• The task: Please report how many lines in these records contain the string "CodeExtension", and give nothing besides the number.

• Dataset entries:
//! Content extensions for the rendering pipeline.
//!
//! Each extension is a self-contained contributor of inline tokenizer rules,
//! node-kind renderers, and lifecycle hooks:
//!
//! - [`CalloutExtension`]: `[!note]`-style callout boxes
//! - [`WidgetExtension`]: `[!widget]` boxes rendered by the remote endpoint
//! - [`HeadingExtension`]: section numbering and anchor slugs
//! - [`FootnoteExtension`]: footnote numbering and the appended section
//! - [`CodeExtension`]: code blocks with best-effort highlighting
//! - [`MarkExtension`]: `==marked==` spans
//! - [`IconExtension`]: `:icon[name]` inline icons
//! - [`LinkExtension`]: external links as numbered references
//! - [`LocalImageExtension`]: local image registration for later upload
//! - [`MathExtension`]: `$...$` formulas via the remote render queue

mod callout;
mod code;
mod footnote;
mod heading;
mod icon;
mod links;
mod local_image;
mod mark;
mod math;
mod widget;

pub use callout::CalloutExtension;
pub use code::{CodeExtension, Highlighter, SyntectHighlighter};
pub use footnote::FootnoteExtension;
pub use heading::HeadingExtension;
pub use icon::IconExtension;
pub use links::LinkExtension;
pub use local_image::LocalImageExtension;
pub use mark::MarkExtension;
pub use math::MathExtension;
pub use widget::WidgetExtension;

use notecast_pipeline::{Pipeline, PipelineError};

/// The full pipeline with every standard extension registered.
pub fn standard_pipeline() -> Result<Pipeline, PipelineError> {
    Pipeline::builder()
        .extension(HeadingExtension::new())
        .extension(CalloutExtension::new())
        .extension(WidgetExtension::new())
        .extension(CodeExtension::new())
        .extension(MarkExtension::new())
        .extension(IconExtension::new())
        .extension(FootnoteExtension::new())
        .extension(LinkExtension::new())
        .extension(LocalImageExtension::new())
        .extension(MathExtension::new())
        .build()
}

• Expected answer: 3